Stored data:
******************************

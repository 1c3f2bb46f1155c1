//! Expression emission and type inference
//!
//! Expressions are rendered to strings rather than written straight into the
//! output so statements can wrap them (`printf(...)`, `int x = ...;`).
//!
//! # Type Inference
//!
//! - string literal → `Str`
//! - identifier → its binding in the scope chain, `Int` when unbound
//! - `+` → `Str` when both operands are `Str`
//! - anything else → `Int`

use crate::codegen::errors::GenError;
use crate::codegen::generator::CodeGenerator;
use crate::codegen::types::ValueType;
use crate::parser::ast::*;

impl CodeGenerator {
    pub fn infer_type(&self, expr: &Expression) -> ValueType {
        match expr {
            Expression::StringLiteral(..) => ValueType::Str,
            Expression::Identifier(name, _) => self.symbols.lookup(name).unwrap_or(ValueType::Int),
            Expression::Infix {
                operator: InfixOp::Add,
                left,
                right,
                ..
            } if self.infer_type(left) == ValueType::Str
                && self.infer_type(right) == ValueType::Str =>
            {
                ValueType::Str
            }
            _ => ValueType::Int,
        }
    }

    /// Render `expr` as C.
    pub(crate) fn expression(&mut self, expr: &Expression) -> Result<String, GenError> {
        match expr {
            Expression::Identifier(name, location) => {
                if self.symbols.lookup(name).is_none() {
                    return Err(GenError::UndefinedVariable {
                        name: name.clone(),
                        location: *location,
                    });
                }
                Ok(name.clone())
            }
            Expression::IntegerLiteral(value, location) => {
                if i32::try_from(*value).is_err() {
                    return Err(GenError::IntegerOutOfRange {
                        value: *value,
                        location: *location,
                    });
                }
                Ok(value.to_string())
            }
            Expression::StringLiteral(value, _) => Ok(c_string(value)),
            Expression::Infix {
                operator,
                left,
                right,
                location,
            } => self.infix(*operator, left, right, *location),
            Expression::Call {
                callee,
                arguments,
                location,
            } => self.call(callee, arguments, *location),
            Expression::FunctionLiteral { location, .. } => {
                Err(GenError::FunctionLiteralValue {
                    location: *location,
                })
            }
        }
    }

    fn infix(
        &mut self,
        operator: InfixOp,
        left: &Expression,
        right: &Expression,
        location: SourceLocation,
    ) -> Result<String, GenError> {
        let left_code = self.expression(left)?;
        let right_code = self.expression(right)?;

        let invalid = || GenError::InvalidStringOperation {
            operator: operator.symbol(),
            location,
        };

        match (self.infer_type(left), self.infer_type(right)) {
            (ValueType::Int, ValueType::Int) => Ok(format!(
                "{} {} {}",
                parenthesise(left, left_code),
                operator.symbol(),
                parenthesise(right, right_code)
            )),
            (ValueType::Str, ValueType::Str) => match operator {
                InfixOp::Add => match (constant_string(left), constant_string(right)) {
                    (Some(l), Some(r)) => Ok(format!("\"{}{}\"", l, r)),
                    _ => Ok(format!("concat_strings({}, {})", left_code, right_code)),
                },
                op if op.is_comparison() => Ok(format!(
                    "(strcmp({}, {}) {} 0)",
                    left_code,
                    right_code,
                    op.symbol()
                )),
                _ => Err(invalid()),
            },
            _ => Err(invalid()),
        }
    }

    fn call(
        &mut self,
        callee: &Expression,
        arguments: &[Expression],
        location: SourceLocation,
    ) -> Result<String, GenError> {
        let name = match callee {
            Expression::Identifier(name, _) if self.symbols.lookup(name).is_none() => name,
            Expression::Identifier(name, _) => {
                return Err(GenError::UnsupportedCallee {
                    callee: name.clone(),
                    location,
                })
            }
            _ => {
                return Err(GenError::UnsupportedCallee {
                    callee: "expression".to_string(),
                    location,
                })
            }
        };

        // Functions outside the program (libc, externs) are passed through
        // unchecked.
        if let Some(function) = self.functions.get(name) {
            if function.parameters.len() != arguments.len() {
                return Err(GenError::ArgumentCountMismatch {
                    function: name.clone(),
                    expected: function.parameters.len(),
                    got: arguments.len(),
                    location,
                });
            }
            for (i, arg) in arguments.iter().enumerate() {
                let found = self.infer_type(arg);
                if found != ValueType::Int {
                    return Err(GenError::TypeMismatch {
                        context: format!("argument {} of '{}'", i + 1, name),
                        expected: ValueType::Int,
                        found,
                        location: arg.location(),
                    });
                }
            }
        }

        let args = arguments
            .iter()
            .map(|arg| self.expression(arg))
            .collect::<Result<Vec<_>, _>>()?;
        Ok(format!("{}({})", name, args.join(", ")))
    }
}

/// Wrap a nested infix operand in parentheses so C keeps the AST grouping.
fn parenthesise(expr: &Expression, code: String) -> String {
    if matches!(expr, Expression::Infix { .. }) {
        format!("({})", code)
    } else {
        code
    }
}

/// C literal body of `expr` if it is a string known at compile time.
fn constant_string(expr: &Expression) -> Option<String> {
    match expr {
        Expression::StringLiteral(value, _) => Some(c_string_body(value)),
        Expression::Infix {
            operator: InfixOp::Add,
            left,
            right,
            ..
        } => Some(constant_string(left)? + &constant_string(right)?),
        _ => None,
    }
}

fn c_string(value: &str) -> String {
    format!("\"{}\"", c_string_body(value))
}

/// Translate the raw text of one source literal into the body of a C string
/// literal. Backslash sequences C understands pass through; any other
/// backslash is doubled, so the text can never end the literal early. Raw
/// control characters become escapes.
fn c_string_body(value: &str) -> String {
    let mut out = String::with_capacity(value.len());
    let mut chars = value.chars().peekable();
    while let Some(c) = chars.next() {
        match c {
            '\\' => match chars.peek() {
                Some(&next) if is_c_escape(next) => {
                    out.push('\\');
                    out.push(next);
                    chars.next();
                }
                _ => out.push_str("\\\\"),
            },
            '\n' => out.push_str("\\n"),
            '\r' => out.push_str("\\r"),
            '\t' => out.push_str("\\t"),
            c => out.push(c),
        }
    }
    out
}

/// Single-character C escapes. Octal and hex escapes are left out: they
/// swallow following digits, which would change meaning when two literals
/// are folded together.
fn is_c_escape(c: char) -> bool {
    matches!(
        c,
        'n' | 't' | 'r' | '\\' | '\'' | '"' | '?' | 'a' | 'b' | 'f' | 'v'
    )
}

#[cfg(test)]
mod tests {
    use super::*;

    fn ident(name: &str) -> Expression {
        Expression::Identifier(name.to_string(), SourceLocation::default())
    }

    fn string(value: &str) -> Expression {
        Expression::StringLiteral(value.to_string(), SourceLocation::default())
    }

    fn add(left: Expression, right: Expression) -> Expression {
        Expression::Infix {
            operator: InfixOp::Add,
            left: Box::new(left),
            right: Box::new(right),
            location: SourceLocation::default(),
        }
    }

    #[test]
    fn test_infer_literals_and_unknowns() {
        let generator = CodeGenerator::new();
        assert_eq!(generator.infer_type(&string("a")), ValueType::Str);
        assert_eq!(
            generator.infer_type(&Expression::IntegerLiteral(1, SourceLocation::default())),
            ValueType::Int
        );
        assert_eq!(generator.infer_type(&ident("nobody")), ValueType::Int);
    }

    #[test]
    fn test_infer_string_addition() {
        let mut generator = CodeGenerator::new();
        generator.symbols.push_scope();
        generator.symbols.declare("s", ValueType::Str);
        generator.symbols.declare("n", ValueType::Int);

        assert_eq!(generator.infer_type(&add(string("a"), string("b"))), ValueType::Str);
        assert_eq!(generator.infer_type(&add(string("a"), ident("s"))), ValueType::Str);
        assert_eq!(generator.infer_type(&add(ident("s"), ident("s"))), ValueType::Str);
        assert_eq!(generator.infer_type(&add(ident("s"), ident("n"))), ValueType::Int);
    }

    #[test]
    fn test_constant_folding_nests() {
        let expr = add(add(string("a"), string("b")), string("c"));
        assert_eq!(constant_string(&expr).as_deref(), Some("abc"));
        assert_eq!(constant_string(&add(string("a"), ident("s"))), None);
    }

    #[test]
    fn test_c_string_escapes_control_characters() {
        assert_eq!(c_string("a\nb"), "\"a\\nb\"");
        assert_eq!(c_string("tab\there"), "\"tab\\there\"");
    }

    #[test]
    fn test_c_string_backslashes() {
        // Known escapes pass through, anything else is a literal backslash.
        assert_eq!(c_string("line\\n"), "\"line\\n\"");
        assert_eq!(c_string("back\\slash"), "\"back\\\\slash\"");
        assert_eq!(c_string("a\\"), "\"a\\\\\"");
        assert_eq!(c_string("\\0"), "\"\\\\0\"");
    }

    #[test]
    fn test_folding_keeps_trailing_backslash_literal() {
        let expr = add(string("a\\"), string("b"));
        assert_eq!(constant_string(&expr).as_deref(), Some("a\\\\b"));
    }
}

******************************

What is expected - All lines from the opening of the records through the line where "- string literal" occurs are to be output verbatim. No other line belongs in the answer.

Exercise response -
repository 1c3f2bb46f1155c1
//! Expression emission and type inference
//!
//! Expressions are rendered to strings rather than written straight into the
//! output so statements can wrap them (`printf(...)`, `int x = ...;`).
//!
//! # Type Inference
//!
//! - string literal → `Str`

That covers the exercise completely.